There are few grimmer crises than the lack of fresh water and sanitation services that threatens the lives of hundreds of millions in developing nations.
Case in point: Every week, more than 5,000 youngsters under the age of 5 die from diarrhea and other water- and sanitation-related diseases. Talk about a poignant right to life issue!
Millions of women and children in the developing world are obliged to walk miles to fetch fresh water — spending about 40 billion hours a year at the task in Africa alone.
There is some bright news: International aid is rising. And even more crucial, pioneers with new ideas are rising to fight the water battles for cities from Mumbai to Kampala to Jakarta.
There’s scant time to lose. Already at 6 billion-plus souls, the world is adding close to 1 million new inhabitants a week — and will to 2050. The lion’s share of growth is coming in Southeast Asia, Sub-Saharan Africa and parts of Latin America where safe drinking water is a luxury of the few and basic sanitation to treat human wastes is often simply lacking.
One wonders: When, if ever, will the entire world be able to access the safe drinking water supplies and sewage systems that developed societies began to adopt, raising average lifespans by decades, in the late 1800s?
Exploring the possibilities, hundreds of safe water advocates met last week for World Water Week in Stockholm, sponsored by the Stockholm International Water Institute.
Their warning: Bad water kills more people than HIV, malaria and wars together. But they had a true hero to celebrate. He’s Ek Sonn Chan, director of the water supply authority in Phnom Penh, Cambodia’s capital city. As a young engineering graduate, Chan lost his entire family to the killing fields of the Khmer Rouge. Appointed in 1993, he took over a water system with ancient French-laid pipes so decrepit that disease-laden sewage easily seeped in, especially during the monsoon season. What’s more, his agency was afflicted by nepotism and political ties. Illegal water taps off the system drained about 70 percent of the flow. Rich and well-connected water users snubbed demands they pay up.
Chan got tough. He assembled a competent staff, paid enough to prevent payoffs. He told delinquent users — even the country’s military installations — they’d have to pay their water bills or face cutoff. He landed infrastructure investment loans from the World Bank and other international lenders.
More than 750 kilometers of new pipe have now been added to Phnom Penh’s original 280. Pumping stations have been repaired and water availability expanded to poor areas. Today, clean water through appropriate treatment and filtration of storm water assures 1-million-plus people a 24-hour-a-day fresh water flow, with a dramatic reduction in diarrhea.
Phnom Penh’s model of determined, honest public management is “a template” for what can achieved, even in hard-to-serve areas such as Sub-Saharan Africa, says Per-Arne Malmqvist, scientific director of the Stockholm International Water Institute.

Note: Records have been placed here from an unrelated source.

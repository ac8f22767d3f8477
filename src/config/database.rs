//! Database configuration module for the box office.
//!
//! This module handles `SQLite` database connection and table creation using `SeaORM`.
//! Tables are generated from the entity definitions with `Schema::create_table_from_entity`,
//! so the schema always matches the Rust structs. Creation is idempotent, which lets the
//! server call it on every start.

use crate::entities::{Hall, Movie, Purchase, Session, User, purchase};
use crate::errors::Result;
use sea_orm::{
    ConnectionTrait, Database, DatabaseConnection, EntityTrait, Schema,
    sea_query::{Index, IndexCreateStatement},
};
use std::path::Path;
use tracing::info;

/// Used when `DATABASE_URL` is not set.
pub const DEFAULT_DATABASE_URL: &str = "sqlite://data/box_office.sqlite?mode=rwc";

/// Gets the database URL from environment variable or returns default `SQLite` path.
#[must_use]
pub fn get_database_url() -> String {
    std::env::var("DATABASE_URL").unwrap_or_else(|_| DEFAULT_DATABASE_URL.to_string())
}

/// Directory holding a file-backed `SQLite` database, if the URL names one.
fn sqlite_parent_dir(database_url: &str) -> Option<&Path> {
    let path = database_url.strip_prefix("sqlite://")?;
    let path = path.split('?').next().unwrap_or(path);
    Path::new(path)
        .parent()
        .filter(|parent| !parent.as_os_str().is_empty())
}

/// Establishes a connection to the database at `database_url`.
///
/// For file-backed `SQLite` the containing directory is created first.
pub async fn create_connection(database_url: &str) -> Result<DatabaseConnection> {
    if let Some(dir) = sqlite_parent_dir(database_url) {
        std::fs::create_dir_all(dir)?;
    }
    info!(database_url, "Connecting to database");
    Database::connect(database_url).await.map_err(Into::into)
}

async fn create_table<E>(db: &DatabaseConnection, schema: &Schema, entity: E) -> Result<()>
where
    E: EntityTrait,
{
    let builder = db.get_database_backend();
    let mut statement = schema.create_table_from_entity(entity);
    statement.if_not_exists();
    db.execute(builder.build(&statement)).await?;
    Ok(())
}

fn purchases_by_show_date() -> IndexCreateStatement {
    Index::create()
        .if_not_exists()
        .name("idx_purchases_session_show_date")
        .table(Purchase)
        .col(purchase::Column::SessionId)
        .col(purchase::Column::ShowDate)
        .to_owned()
}

/// Creates all tables and indexes that do not exist yet.
///
/// Tables are created parents first so the foreign keys resolve.
pub async fn create_tables(db: &DatabaseConnection) -> Result<()> {
    let builder = db.get_database_backend();
    let schema = Schema::new(builder);

    create_table(db, &schema, User).await?;
    create_table(db, &schema, Movie).await?;
    create_table(db, &schema, Hall).await?;
    create_table(db, &schema, Session).await?;
    create_table(db, &schema, Purchase).await?;

    db.execute(builder.build(&purchases_by_show_date())).await?;

    Ok(())
}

But the issue is not just professional management — it’s smart, look-ahead decision making and newest technology, notes Paul Reiter, executive director of the International Water Association.
He cites Qingdao, China, where German and Chinese engineers teamed up to design a system that actually integrates fresh water with wastewater treatment, reuse and energy production. One secret: avoiding single huge systems (typical of the U.S.), where miles and miles of collection/distribution pipes and sewers actually cost more than the water treatment plants. A more efficient, economical model for the future will more likely be networks of small, efficient water distribution and treatment units serving between 20,000 and 50,000 people each.
A companion, opening frontier: membrane technologies that convert used water — in fact sewage — so efficiently it can be recycled repeatedly for household and industrial use. As global climate change impacts continents and water becomes scarcer in a more crowded world, recycling systems promise not just savings but possibly vital water security for the world’s cities.
Like solar panels, the costs of membrane systems are dropping rapidly. How soon they’ll be competitive for the developing world — as well as a substitute for the big water and mass sewage systems of the U.S. and Europe — is a major question.
One problem is that water engineers are a conservative lot. Publics need to push them to show courage, experiment, break the mold for more efficiency, energy saving and, of course, long-term supplies of clear, well-treated waters.
One short-term possibility Reiter suggests: Cities may gain added water by investing in irrigation efficiency in adjacent farmlands, returning reclaimed water and nutrients to agriculture to expand crop production.
The point is well taken: Water is part of a bigger life cycle that world cities — Northern and Southern hemispheres alike — need to plan and adjust for far more seriously than in the less crowded, less polluted world of past times.